NHS Choices will be rebranded as NHS.uk as part of plans to make it a “digital hub” for people to access health services, according to Beverley Bryant, director of strategic systems and technology, NHS England.
Speaking at the King’s Fund Digital Health and Care Congress in London yesterday, Bryant confirmed that NHS.uk – the current URL for NHS Choices – will be upgraded and updated to become a home for a range of NHS services. NHS Choices will be retained as part of the hub as an information directory.
“NHS.uk will be a clinically profiled directory of services encompassing health and social care services,” said Bryant, who added that the NHS is lagging behind other industries when it comes to digital services.
Services that would fall under the NHS.uk banner include secondary care services, such as the e-Referrals tool; urgent care services, such as NHS 111; a health app library; social care services,and the NHS Electronic Prescription Service.
NHS England is also working on developing its use of a variety of channels to connect with patients, ast research by the organisation has shown that a “multichannel offer is the thing the public have told us they want more than anything,” said Bryant.
She added that implementing these conveniences had costs saving benefits as well.
“The driver is customer service, but when you do it it actually costs less.”
The biggest savings are most likely to come from the greater use of electronic consultation, according to a ranking of the efficiency of new developments compiled by NHS England.
Other plans include giving people the ability to register for a new GP online and the creation of online version of NHS 111, with ongoing pilots for pathways in anxiety and cold and flu.
Underpinning all this has to be security, according to Bryant, who said the NHS is looking towards the banking sector, which has “got it nailed” when it comes to having good security that is also user friendly.
“If people don't feel confident that they have security they won't use the services, but we need that balance. If someone goes online to order repeat prescriptions and they are faced with 14 pages of disclaimers they are not going to use it.”
Bryant said it is important to make the service relevant for local areas, saying that NHS Choices has been a “bit too national”.
“The vision is have an NHS.uk/barnsley or bristol where the local authority and health and wellbeing board work together to provide content onto those sites for citizens to meet the needs of what is relevant in that local area rather than what we think needs to be done on a national perspective.”

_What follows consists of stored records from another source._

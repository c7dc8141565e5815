//! `shopwire chat` - Send one message and stream the reply.

use shopwire_agent::{ChatRequest, Orchestrator, StreamEvent};
use shopwire_config::AppConfig;
use std::io::Write;
use std::sync::Arc;
use tokio_util::sync::CancellationToken;

pub async fn run(
    message: String,
    conversation: Option<String>,
    persona: Option<String>,
) -> Result<(), Box<dyn std::error::Error>> {
    let config = AppConfig::load().map_err(|e| format!("Failed to load config: {e}"))?;

    // Check for API key early - give a clear error
    if !config.has_api_key() {
        eprintln!();
        eprintln!("  ERROR: No API key configured!");
        eprintln!();
        eprintln!("  Set one of these environment variables:");
        eprintln!("    OPENAI_API_KEY=sk-...           (OpenAI)");
        eprintln!("    OPENROUTER_API_KEY=sk-or-v1-... (OpenRouter)");
        eprintln!("    SHOPWIRE_API_KEY=...            (generic)");
        eprintln!();
        eprintln!("  Or add it to your config file:");
        eprintln!("    {}", AppConfig::config_dir().join("config.toml").display());
        eprintln!();
        return Err("No API key found. See above for setup instructions.".into());
    }

    let orchestrator = Arc::new(Orchestrator::from_config(&config).await?);

    let mut request = ChatRequest::new(message);
    request.conversation_id = conversation;
    request.prompt_type = persona;

    let cancel = CancellationToken::new();
    let ctrl_c = cancel.clone();
    tokio::spawn(async move {
        if tokio::signal::ctrl_c().await.is_ok() {
            ctrl_c.cancel();
        }
    });

    let mut turn = orchestrator.start_turn(request, cancel.clone());
    let mut stdout = std::io::stdout();
    let mut failure = None;

    while let Some(event) = turn.next_event().await {
        match event {
            StreamEvent::Id { conversation_id } => {
                eprintln!("  [conversation {conversation_id}]");
            }
            StreamEvent::Chunk { chunk } => {
                print!("{chunk}");
                stdout.flush()?;
            }
            StreamEvent::MessageComplete { message } => {
                if !message.content.is_empty() {
                    println!();
                }
            }
            StreamEvent::ToolUse { name, arguments, .. } => {
                eprintln!("  [tool] {name} {arguments}");
            }
            StreamEvent::NewMessage { message } => {
                let status = if message.is_error { "failed" } else { "done" };
                eprintln!("  [tool] {status}");
            }
            StreamEvent::AuthRequired { name, message, .. } => {
                eprintln!("  [auth required] {name}: {message}");
            }
            StreamEvent::ProductResults { products } => {
                println!();
                for product in products {
                    let mut price = product.price.clone().unwrap_or_else(|| "-".into());
                    if let Some(was) = &product.compare_at_price {
                        price.push_str(&format!(", was {was}"));
                    }
                    if product.available == Some(false) {
                        price.push_str(", sold out");
                    }
                    let link = product.link.as_deref().unwrap_or("");
                    println!("  • {} ({price}) {link}", product.title);
                }
            }
            StreamEvent::EndTurn => {}
            StreamEvent::Error { error } => failure = Some(error),
        }
    }

    orchestrator.flush().await;

    if cancel.is_cancelled() {
        eprintln!("  [cancelled]");
    }
    match failure {
        Some(error) => Err(format!("Turn failed: {error}").into()),
        None => Ok(()),
    }
}
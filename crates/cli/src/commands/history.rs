//! `shopwire history` - Print a conversation's stored messages.

use shopwire_config::AppConfig;
use shopwire_core::message::ConversationId;

pub async fn run(id: &str) -> Result<(), Box<dyn std::error::Error>> {
    let config = AppConfig::load().map_err(|e| format!("Failed to load config: {e}"))?;
    let store = shopwire_store::open_store(&config.store).await?;

    let rows = store.list(&ConversationId::from(id)).await?;
    if rows.is_empty() {
        println!("No messages stored for conversation {id} ({} store).", store.name());
        return Ok(());
    }

    for row in rows {
        let text = row.content.to_text();
        let label = match &row.tool_call_id {
            Some(call) => format!("{} [{call}]", row.role.as_str()),
            None => row.role.as_str().to_string(),
        };
        println!("{}  {label:<12} {text}", row.created_at.format("%Y-%m-%d %H:%M:%S"));
    }

    Ok(())
}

Despite this comment, there was concern from some delegates at the event who were keen for local organisations to be the one to provide the digital front door for local health services.
Maurice Smith, GP and governing body member for Liverpool CCG, helps lead the area’s More Independent online portal that is designed to enable users to take charge of their health, wellbeing and lifestyle and use technology to live more independently.
Speaking in a session on self-care platforms at the King’s Fund event he said that driving people towards one national hub for online services is “not an option I would prefer”.
Speaking to Digital Health News, he added: “I think that we need to have a local flavour, a local access point to engage local people. our experience tells us that people in Liverpool want to be engaged with local services.
“I have no objection to a national portal, but if you try drive everybody to a national portal and expect everybody to be happy with that I think you will be disappointed.”
In the same session, Beth Murphy, service manager for the Living It Up self-care hub in Scotland, also commented that despite being known as NHS.uk, the site does not cover Scotland.